The men who assemble to-day recognize the fact that the country is at war — that traitors are striving to overthrow the Government. — The practical issue is, how shall this treasonable scheme be defeated? All minor issues should be forgotten. The rescue of the country from its present misfortunes, and the re-establishment of peace on a sure and lasting basis should be the object of all desires. No man who is influenced by any other motive than this will be in place among the assemblage of citizens to-day.
The meeting to-day will give encouragement to our loyal Union soldiers in the field, and will, in the same ratio, strike terror to the hearts of our enemies. In this respect its influence will be directly the opposite of that of the meeting of the 17th of June. That gave encouragement to traitors and pained the hearts of loyal men — none more than the brave and true men who have gone forth to battle in defence of the country. The hands of these men will be strengthened anew by the result of to-day's proceedings. They will be assured that they are to be sustained at home, and that will encourage them to go forward to the achievement of new victories.
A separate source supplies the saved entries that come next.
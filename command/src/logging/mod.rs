//! tandem logs
//!
//! Like the proxy it is meant to test, the harness carries its own small
//! logging stack instead of a tracing subscriber: a [`Logger`] plugged into
//! the `log` facade, filtered by env-logger style directives and writing to
//! stdout, stderr or a file.
//!
//! Every scenario run shares the same global logger, so installing it twice
//! is tolerated by [`setup_default_logging`].

#[macro_use]
pub mod logs;

pub use crate::logging::logs::*;

#[derive(thiserror::Error, Debug)]
pub enum LogError {
    #[error("invalid log target {0}: {1}")]
    InvalidLogTarget(String, &'static str),
    #[error("invalid log directive {0}: {1}")]
    InvalidDirective(String, &'static str),
    #[error("could not open log file {0}: {1}")]
    OpenFile(String, std::io::Error),
    #[error("a global logger was already installed")]
    AlreadyInstalled,
}
//! # Harness configuration
//!
//! A scenario file is parsed into a [`FileConfig`], where every field is
//! optional, then resolved into a [`Config`] filled with defaults by
//! [`ConfigBuilder`]. Durations are written in milliseconds in the file.
//!
//! ```toml
//! log_level = "info,tandem_lib::reactor=debug"
//! chain_timeout = 5000
//! correlation_header = "x-tandem-request"
//!
//! [client]
//! address = "127.0.0.1:443"
//! segment_size = 1
//!
//! [client.tls]
//! alpn = ["h2"]
//! server_name = "example.com"
//!
//! [server]
//! address = "127.0.0.1:8000"
//! conns_n = 4
//! ```

use std::{
    fs,
    net::SocketAddr,
    path::{Path, PathBuf},
    time::Duration,
};

use serde::{Deserialize, Serialize};

pub const DEFAULT_LOG_LEVEL: &str = "info";
pub const DEFAULT_LOG_TARGET: &str = "stdout";
/// granularity of the orchestrator loop
pub const DEFAULT_TICK: Duration = Duration::from_millis(10);
/// per message chain deadline
pub const DEFAULT_CHAIN_TIMEOUT: Duration = Duration::from_secs(5);
/// largest read attempted on a socket in one go
pub const DEFAULT_MAX_MESSAGE_SIZE: usize = 65536;
/// accepted skew between an expected and a received `Date` header
pub const DEFAULT_DATE_TOLERANCE: Duration = Duration::from_secs(5);
pub const DEFAULT_CLIENT_ADDRESS: &str = "127.0.0.1:80";
pub const DEFAULT_SERVER_ADDRESS: &str = "127.0.0.1:8000";

#[derive(thiserror::Error, Debug)]
pub enum ConfigError {
    #[error("could not read file {path}: {error}")]
    FileRead { path: String, error: std::io::Error },
    #[error("could not parse toml file {path}: {error}")]
    DeserializeToml {
        path: String,
        error: Box<toml::de::Error>,
    },
    #[error("invalid value for {field}: {message}")]
    InvalidValue {
        field: &'static str,
        message: String,
    },
}

#[derive(Debug, Clone, PartialEq, Eq, Serialize, Deserialize, Default)]
#[serde(deny_unknown_fields)]
pub struct FileTlsConfig {
    pub alpn: Option<Vec<String>>,
    pub server_name: Option<String>,
    pub ca_file: Option<PathBuf>,
    pub verify: Option<bool>,
}

#[derive(Debug, Clone, PartialEq, Eq, Serialize, Deserialize, Default)]
#[serde(deny_unknown_fields)]
pub struct FileClientConfig {
    pub address: Option<SocketAddr>,
    pub bind_address: Option<SocketAddr>,
    pub segment_size: Option<usize>,
    pub segment_gap: Option<u64>,
    pub tls: Option<FileTlsConfig>,
}

#[derive(Debug, Clone, PartialEq, Eq, Serialize, Deserialize, Default)]
#[serde(deny_unknown_fields)]
pub struct FileServerConfig {
    pub address: Option<SocketAddr>,
    pub conns_n: Option<usize>,
    pub keep_alive: Option<usize>,
    pub segment_size: Option<usize>,
    pub segment_gap: Option<u64>,
}

/// Parsed from a TOML file, every field may be missing
#[derive(Debug, Clone, PartialEq, Eq, Serialize, Deserialize, Default)]
#[serde(deny_unknown_fields)]
pub struct FileConfig {
    pub log_level: Option<String>,
    pub log_target: Option<String>,
    pub log_colored: Option<bool>,
    pub tick: Option<u64>,
    pub chain_timeout: Option<u64>,
    pub max_message_size: Option<usize>,
    pub date_tolerance: Option<u64>,
    pub max_evictions: Option<usize>,
    pub correlation_header: Option<String>,
    pub client: Option<FileClientConfig>,
    pub server: Option<FileServerConfig>,
}

impl FileConfig {
    pub fn load_from_path(path: &str) -> Result<FileConfig, ConfigError> {
        let data = fs::read_to_string(Path::new(path)).map_err(|error| ConfigError::FileRead {
            path: path.to_owned(),
            error,
        })?;
        FileConfig::from_toml(&data).map_err(|error| ConfigError::DeserializeToml {
            path: path.to_owned(),
            error: Box::new(error),
        })
    }

    pub fn from_toml(data: &str) -> Result<FileConfig, toml::de::Error> {
        toml::from_str(data)
    }
}

/// TLS parameters handed to the transport layer
#[derive(Debug, Clone, PartialEq, Eq)]
pub struct TlsSettings {
    /// ALPN protocols offered, in preference order
    pub alpn: Vec<String>,
    /// SNI sent in the ClientHello
    pub server_name: String,
    /// trust anchors, certificates are not checked without one unless `verify`
    pub ca_file: Option<PathBuf>,
    pub verify: bool,
}

#[derive(Debug, Clone, PartialEq, Eq)]
pub struct ClientConfig {
    pub address: SocketAddr,
    pub bind_address: Option<SocketAddr>,
    pub segment_size: usize,
    pub segment_gap: Duration,
    pub tls: Option<TlsSettings>,
}

#[derive(Debug, Clone, PartialEq, Eq)]
pub struct ServerConfig {
    pub address: SocketAddr,
    /// connections the SUT is expected to open before requests flow
    pub conns_n: usize,
    /// close a connection after that many responses
    pub keep_alive: Option<usize>,
    pub segment_size: usize,
    pub segment_gap: Duration,
}

/// Resolved configuration of one harness run
#[derive(Debug, Clone, PartialEq, Eq)]
pub struct Config {
    pub log_level: String,
    pub log_target: String,
    pub log_colored: bool,
    pub tick: Duration,
    pub chain_timeout: Duration,
    pub max_message_size: usize,
    pub date_tolerance: Duration,
    /// evictions tolerated before they count as a violation, unlimited if `None`
    pub max_evictions: Option<usize>,
    pub correlation_header: Option<String>,
    pub client: ClientConfig,
    pub server: ServerConfig,
}

impl Config {
    pub fn load_from_path(path: &str) -> Result<Config, ConfigError> {
        ConfigBuilder::new(FileConfig::load_from_path(path)?).into_config()
    }
}

impl Default for Config {
    fn default() -> Self {
        // the defaults are all valid
        match ConfigBuilder::new(FileConfig::default()).into_config() {
            Ok(config) => config,
            Err(e) => unreachable!("default configuration is invalid: {e}"),
        }
    }
}

pub struct ConfigBuilder {
    file: FileConfig,
}

impl ConfigBuilder {
    pub fn new(file: FileConfig) -> Self {
        ConfigBuilder { file }
    }

    pub fn into_config(self) -> Result<Config, ConfigError> {
        let file = self.file;

        let tick = millis_or(file.tick, DEFAULT_TICK);
        if tick.is_zero() {
            return Err(ConfigError::InvalidValue {
                field: "tick",
                message: "the loop tick must be positive".to_owned(),
            });
        }
        let chain_timeout = millis_or(file.chain_timeout, DEFAULT_CHAIN_TIMEOUT);
        if chain_timeout < tick {
            return Err(ConfigError::InvalidValue {
                field: "chain_timeout",
                message: format!("{chain_timeout:?} is shorter than the tick {tick:?}"),
            });
        }
        let max_message_size = file.max_message_size.unwrap_or(DEFAULT_MAX_MESSAGE_SIZE);
        if max_message_size == 0 {
            return Err(ConfigError::InvalidValue {
                field: "max_message_size",
                message: "must be positive".to_owned(),
            });
        }
        if let Some(header) = &file.correlation_header {
            if header.is_empty() || header.contains(|c: char| c == ':' || c.is_whitespace()) {
                return Err(ConfigError::InvalidValue {
                    field: "correlation_header",
                    message: format!("'{header}' is not a header name"),
                });
            }
        }

        let client = file.client.unwrap_or_default();
        let server = file.server.unwrap_or_default();

        Ok(Config {
            log_level: file
                .log_level
                .unwrap_or_else(|| DEFAULT_LOG_LEVEL.to_owned()),
            log_target: file
                .log_target
                .unwrap_or_else(|| DEFAULT_LOG_TARGET.to_owned()),
            log_colored: file.log_colored.unwrap_or(false),
            tick,
            chain_timeout,
            max_message_size,
            date_tolerance: file
                .date_tolerance
                .map(Duration::from_secs)
                .unwrap_or(DEFAULT_DATE_TOLERANCE),
            max_evictions: file.max_evictions,
            correlation_header: file.correlation_header,
            client: ClientConfig {
                address: address_or(client.address, DEFAULT_CLIENT_ADDRESS, "client.address")?,
                bind_address: client.bind_address,
                segment_size: client.segment_size.unwrap_or(0),
                segment_gap: millis_or(client.segment_gap, Duration::ZERO),
                tls: client.tls.map(|tls| TlsSettings {
                    alpn: tls.alpn.unwrap_or_default(),
                    server_name: tls.server_name.unwrap_or_else(|| "localhost".to_owned()),
                    verify: tls.verify.unwrap_or(tls.ca_file.is_some()),
                    ca_file: tls.ca_file,
                }),
            },
            server: ServerConfig {
                address: address_or(server.address, DEFAULT_SERVER_ADDRESS, "server.address")?,
                conns_n: server.conns_n.unwrap_or(0),
                keep_alive: server.keep_alive,
                segment_size: server.segment_size.unwrap_or(0),
                segment_gap: millis_or(server.segment_gap, Duration::ZERO),
            },
        })
    }
}

fn millis_or(value: Option<u64>, default: Duration) -> Duration {
    value.map(Duration::from_millis).unwrap_or(default)
}

fn address_or(
    value: Option<SocketAddr>,
    default: &str,
    field: &'static str,
) -> Result<SocketAddr, ConfigError> {
    match value {
        Some(address) => Ok(address),
        None => default.parse().map_err(|e| ConfigError::InvalidValue {
            field,
            message: format!("{default}: {e}"),
        }),
    }
}
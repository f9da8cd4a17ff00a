//! HTTP/2 rendering and reassembly.
//!
//! Messages become HEADERS (+CONTINUATION), DATA and trailing HEADERS
//! frames. Header blocks are HPACK encoded as they are, pseudo-headers
//! included, without any check: an empty `:path` or an uppercase name is
//! sent like anything else.

use std::collections::HashMap;

use hpack::{Decoder, Encoder};

use crate::message::{
    frame::{self, flags, Frame, FrameType},
    HeaderList, Message, Parsed, StartLine, Version,
};

#[derive(thiserror::Error, Debug, Clone, PartialEq, Eq)]
pub enum H2Error {
    #[error("malformed frame: {0}")]
    Frame(String),
    #[error("could not decode the header block of stream {stream_id}: {message}")]
    Hpack { stream_id: u32, message: String },
    #[error("expected a CONTINUATION for stream {expected}, got {kind:?} on stream {stream_id}")]
    ContinuationExpected {
        expected: u32,
        kind: FrameType,
        stream_id: u32,
    },
    #[error("stream {0} has neither :status nor :method")]
    MissingPseudoHeader(u32),
    #[error("invalid :status '{status}' on stream {stream_id}")]
    InvalidStatus { stream_id: u32, status: String },
    #[error("invalid padding on stream {0}")]
    Padding(u32),
}

/// Render `message` as frames on `stream_id`. The block is split in
/// CONTINUATION frames and the body in DATA frames at `max_frame_size`.
pub fn encode_message(
    message: &Message,
    stream_id: u32,
    encoder: &mut Encoder<'_>,
    max_frame_size: usize,
) -> Vec<Frame> {
    let max_frame_size = max_frame_size.max(1);
    let has_body = !message.body.is_empty();
    let has_trailers = !message.trailers.is_empty();
    let mut frames = Vec::new();

    let block = encode_block(&message.headers, encoder);
    push_header_block(&mut frames, stream_id, &block, !has_body && !has_trailers, max_frame_size);

    if has_body {
        let mut chunks = message.body.chunks(max_frame_size).peekable();
        while let Some(chunk) = chunks.next() {
            let last = chunks.peek().is_none();
            frames.push(Frame::data(stream_id, chunk, last && !has_trailers));
        }
    }

    if has_trailers {
        let block = encode_block(&message.trailers, encoder);
        push_header_block(&mut frames, stream_id, &block, true, max_frame_size);
    }
    frames
}

fn encode_block(headers: &HeaderList, encoder: &mut Encoder<'_>) -> Vec<u8> {
    encoder.encode(
        headers
            .iter()
            .map(|(name, value)| (name.as_bytes(), value.as_bytes())),
    )
}

fn push_header_block(
    frames: &mut Vec<Frame>,
    stream_id: u32,
    block: &[u8],
    end_stream: bool,
    max_frame_size: usize,
) {
    let mut fragments = block.chunks(max_frame_size);
    let first = fragments.next().unwrap_or_default();
    let mut rest = fragments.peekable();
    frames.push(Frame::headers(stream_id, first, end_stream, rest.peek().is_none()));
    while let Some(fragment) = rest.next() {
        frames.push(Frame::continuation(stream_id, fragment, rest.peek().is_none()));
    }
}

/// What the peer sent, besides the control answers queued automatically
#[derive(Debug, Clone, PartialEq, Eq)]
pub enum H2Event {
    Message { stream_id: u32, message: Message },
    Settings(Vec<(u16, u32)>),
    SettingsAck,
    Ping([u8; 8]),
    PingAck([u8; 8]),
    Reset { stream_id: u32, error_code: u32 },
    GoAway { last_stream_id: u32, error_code: u32 },
    WindowUpdate { stream_id: u32, increment: u32 },
}

#[derive(Debug, Default)]
struct StreamState {
    headers: Option<HeaderList>,
    body: Vec<u8>,
    trailers: HeaderList,
}

/// An open header block, waiting for its CONTINUATION frames
struct HeaderBlock {
    stream_id: u32,
    block: Vec<u8>,
    end_stream: bool,
}

/// One side of an HTTP/2 connection: HPACK contexts, reassembly of
/// streams, and the automatic answers to SETTINGS, PING and DATA
pub struct H2Connection {
    encoder: Encoder<'static>,
    decoder: Decoder<'static>,
    buffer: Vec<u8>,
    streams: HashMap<u32, StreamState>,
    header_block: Option<HeaderBlock>,
    /// largest frame accepted from the peer
    pub max_frame_size: u32,
    /// largest frame the peer accepts
    pub peer_max_frame_size: u32,
    next_stream_id: u32,
    output: Vec<u8>,
}

impl Default for H2Connection {
    fn default() -> Self {
        H2Connection::new()
    }
}

impl H2Connection {
    pub fn new() -> Self {
        H2Connection {
            encoder: Encoder::new(),
            decoder: Decoder::new(),
            buffer: Vec::new(),
            streams: HashMap::new(),
            header_block: None,
            max_frame_size: frame::DEFAULT_MAX_FRAME_SIZE,
            peer_max_frame_size: frame::DEFAULT_MAX_FRAME_SIZE,
            next_stream_id: 1,
            output: Vec::new(),
        }
    }

    /// connection preface followed by our SETTINGS
    pub fn client_preface(parameters: &[(u16, u32)]) -> Vec<u8> {
        let mut bytes = frame::CLIENT_PREFACE.to_vec();
        bytes.extend(Frame::settings(parameters).serialize());
        bytes
    }

    /// next client initiated stream: 1, 3, 5...
    pub fn next_stream_id(&mut self) -> u32 {
        let stream_id = self.next_stream_id;
        self.next_stream_id += 2;
        stream_id
    }

    pub fn encode(&mut self, message: &Message, stream_id: u32) -> Vec<u8> {
        encode_message(
            message,
            stream_id,
            &mut self.encoder,
            self.peer_max_frame_size as usize,
        )
        .iter()
        .flat_map(Frame::serialize)
        .collect()
    }

    /// control frames to send back: SETTINGS and PING acks, WINDOW_UPDATE
    pub fn take_output(&mut self) -> Vec<u8> {
        std::mem::take(&mut self.output)
    }

    /// streams with a partially received message
    pub fn open_streams(&self) -> usize {
        self.streams.len()
    }

    /// Feed received bytes, returns the events of every complete frame
    pub fn receive(&mut self, bytes: &[u8]) -> Result<Vec<H2Event>, H2Error> {
        self.buffer.extend_from_slice(bytes);
        let mut events = Vec::new();
        let mut offset = 0;
        loop {
            match frame::parse_frame(&self.buffer[offset..], self.max_frame_size) {
                Parsed::Complete(frame, size) => {
                    offset += size;
                    trace!("H2\treceived {:?} on stream {}", frame.kind, frame.stream_id);
                    if let Some(event) = self.process(frame)? {
                        events.push(event);
                    }
                }
                Parsed::Incomplete => break,
                Parsed::Malformed(diagnostic) => return Err(H2Error::Frame(diagnostic)),
            }
        }
        self.buffer.drain(..offset);
        Ok(events)
    }

    fn process(&mut self, frame: Frame) -> Result<Option<H2Event>, H2Error> {
        if let Some(open) = &self.header_block {
            if frame.kind != FrameType::Continuation || frame.stream_id != open.stream_id {
                return Err(H2Error::ContinuationExpected {
                    expected: open.stream_id,
                    kind: frame.kind,
                    stream_id: frame.stream_id,
                });
            }
        }

        match frame.kind {
            FrameType::Headers => {
                let mut payload = strip_padding(&frame)?;
                if frame.has_flag(flags::PRIORITY) {
                    payload = payload.get(5..).ok_or(H2Error::Padding(frame.stream_id))?;
                }
                let block = HeaderBlock {
                    stream_id: frame.stream_id,
                    block: payload.to_vec(),
                    end_stream: frame.has_flag(flags::END_STREAM),
                };
                if frame.has_flag(flags::END_HEADERS) {
                    self.finish_header_block(block)
                } else {
                    self.header_block = Some(block);
                    Ok(None)
                }
            }
            FrameType::Continuation => {
                let mut block = match self.header_block.take() {
                    Some(block) => block,
                    None => {
                        return Err(H2Error::Frame(format!(
                            "CONTINUATION without HEADERS on stream {}",
                            frame.stream_id
                        )))
                    }
                };
                block.block.extend_from_slice(&frame.payload);
                if frame.has_flag(flags::END_HEADERS) {
                    self.finish_header_block(block)
                } else {
                    self.header_block = Some(block);
                    Ok(None)
                }
            }
            FrameType::Data => {
                let data = strip_padding(&frame)?.to_vec();
                if !frame.payload.is_empty() {
                    let increment = frame.payload.len() as u32;
                    self.output
                        .extend(Frame::window_update(0, increment).serialize());
                    self.output
                        .extend(Frame::window_update(frame.stream_id, increment).serialize());
                }
                self.streams
                    .entry(frame.stream_id)
                    .or_default()
                    .body
                    .extend(data);
                if frame.has_flag(flags::END_STREAM) {
                    self.complete_stream(frame.stream_id).map(Some)
                } else {
                    Ok(None)
                }
            }
            FrameType::Settings if frame.has_flag(flags::ACK) => Ok(Some(H2Event::SettingsAck)),
            FrameType::Settings => {
                let parameters = frame.settings_parameters().ok_or_else(|| {
                    H2Error::Frame(format!("SETTINGS of {} bytes", frame.payload.len()))
                })?;
                for (identifier, value) in &parameters {
                    if *identifier == frame::settings::MAX_FRAME_SIZE {
                        self.peer_max_frame_size = *value;
                    }
                }
                self.output.extend(Frame::settings_ack().serialize());
                Ok(Some(H2Event::Settings(parameters)))
            }
            FrameType::Ping => {
                let data: [u8; 8] = frame
                    .payload
                    .as_slice()
                    .try_into()
                    .map_err(|_| H2Error::Frame(format!("PING of {} bytes", frame.payload.len())))?;
                if frame.has_flag(flags::ACK) {
                    Ok(Some(H2Event::PingAck(data)))
                } else {
                    self.output.extend(Frame::ping(data, true).serialize());
                    Ok(Some(H2Event::Ping(data)))
                }
            }
            FrameType::RstStream => {
                self.streams.remove(&frame.stream_id);
                Ok(Some(H2Event::Reset {
                    stream_id: frame.stream_id,
                    error_code: frame.error_code().unwrap_or_default(),
                }))
            }
            FrameType::GoAway => {
                let last_stream_id = frame
                    .payload
                    .get(..4)
                    .map(|b| u32::from_be_bytes([b[0], b[1], b[2], b[3]]) & 0x7fff_ffff)
                    .unwrap_or_default();
                Ok(Some(H2Event::GoAway {
                    last_stream_id,
                    error_code: frame.error_code().unwrap_or_default(),
                }))
            }
            FrameType::WindowUpdate => {
                let increment = frame
                    .payload
                    .get(..4)
                    .map(|b| u32::from_be_bytes([b[0], b[1], b[2], b[3]]) & 0x7fff_ffff)
                    .unwrap_or_default();
                Ok(Some(H2Event::WindowUpdate {
                    stream_id: frame.stream_id,
                    increment,
                }))
            }
            FrameType::Priority | FrameType::PushPromise | FrameType::Unknown(_) => {
                debug!("H2\tignoring {:?} frame on stream {}", frame.kind, frame.stream_id);
                Ok(None)
            }
        }
    }

    fn finish_header_block(&mut self, block: HeaderBlock) -> Result<Option<H2Event>, H2Error> {
        let stream_id = block.stream_id;
        check_size_updates(&block.block)
            .map_err(|message| H2Error::Hpack { stream_id, message })?;
        let fields = self
            .decoder
            .decode(&block.block)
            .map_err(|e| H2Error::Hpack {
                stream_id,
                message: format!("{e:?}"),
            })?;
        let list: HeaderList = fields
            .iter()
            .map(|(name, value)| {
                (
                    String::from_utf8_lossy(name).into_owned(),
                    String::from_utf8_lossy(value).into_owned(),
                )
            })
            .collect();

        let stream = self.streams.entry(stream_id).or_default();
        match &stream.headers {
            // an informational response is replaced by the final one
            Some(headers) if is_informational(headers) => stream.headers = Some(list),
            Some(_) => stream.trailers = list,
            None => stream.headers = Some(list),
        }

        if block.end_stream {
            self.complete_stream(stream_id).map(Some)
        } else {
            Ok(None)
        }
    }

    fn complete_stream(&mut self, stream_id: u32) -> Result<H2Event, H2Error> {
        let stream = self.streams.remove(&stream_id).unwrap_or_default();
        let headers = stream.headers.unwrap_or_default();

        let start = if let Some(status) = headers.get(":status") {
            let code = status
                .parse::<u16>()
                .ok()
                .filter(|code| (100..=599).contains(code))
                .ok_or_else(|| H2Error::InvalidStatus {
                    stream_id,
                    status: status.to_owned(),
                })?;
            StartLine::Response {
                status: code,
                reason: Some(crate::message::reason_phrase(code).to_owned()),
            }
        } else if let Some(method) = headers.get(":method") {
            StartLine::Request {
                method: method.to_owned(),
                uri: headers.get(":path").unwrap_or_default().to_owned(),
            }
        } else {
            return Err(H2Error::MissingPseudoHeader(stream_id));
        };

        Ok(H2Event::Message {
            stream_id,
            message: Message {
                start,
                version: Version::Http2,
                headers,
                body: stream.body,
                trailers: stream.trailers,
                complete: true,
            },
        })
    }
}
The clouds which lowered in the sky of our future have been partially dispelled. Victory has perched upon the banners of our glorious Union, gained in the "offensive prosecution of the war;" and rebels and rebel sympathizers are alike in despair lest the rebellion should be suppressed. But the future is full of promise. Let the loyal men who assemble to-day assure our armies in the field that they are sustained at home; let them resolve to stand firmly by each other and by the Government against all enemies, both at home and abroad, and we may not only look for continued peace in our own State, but for the restoration of peace throughout the whole country.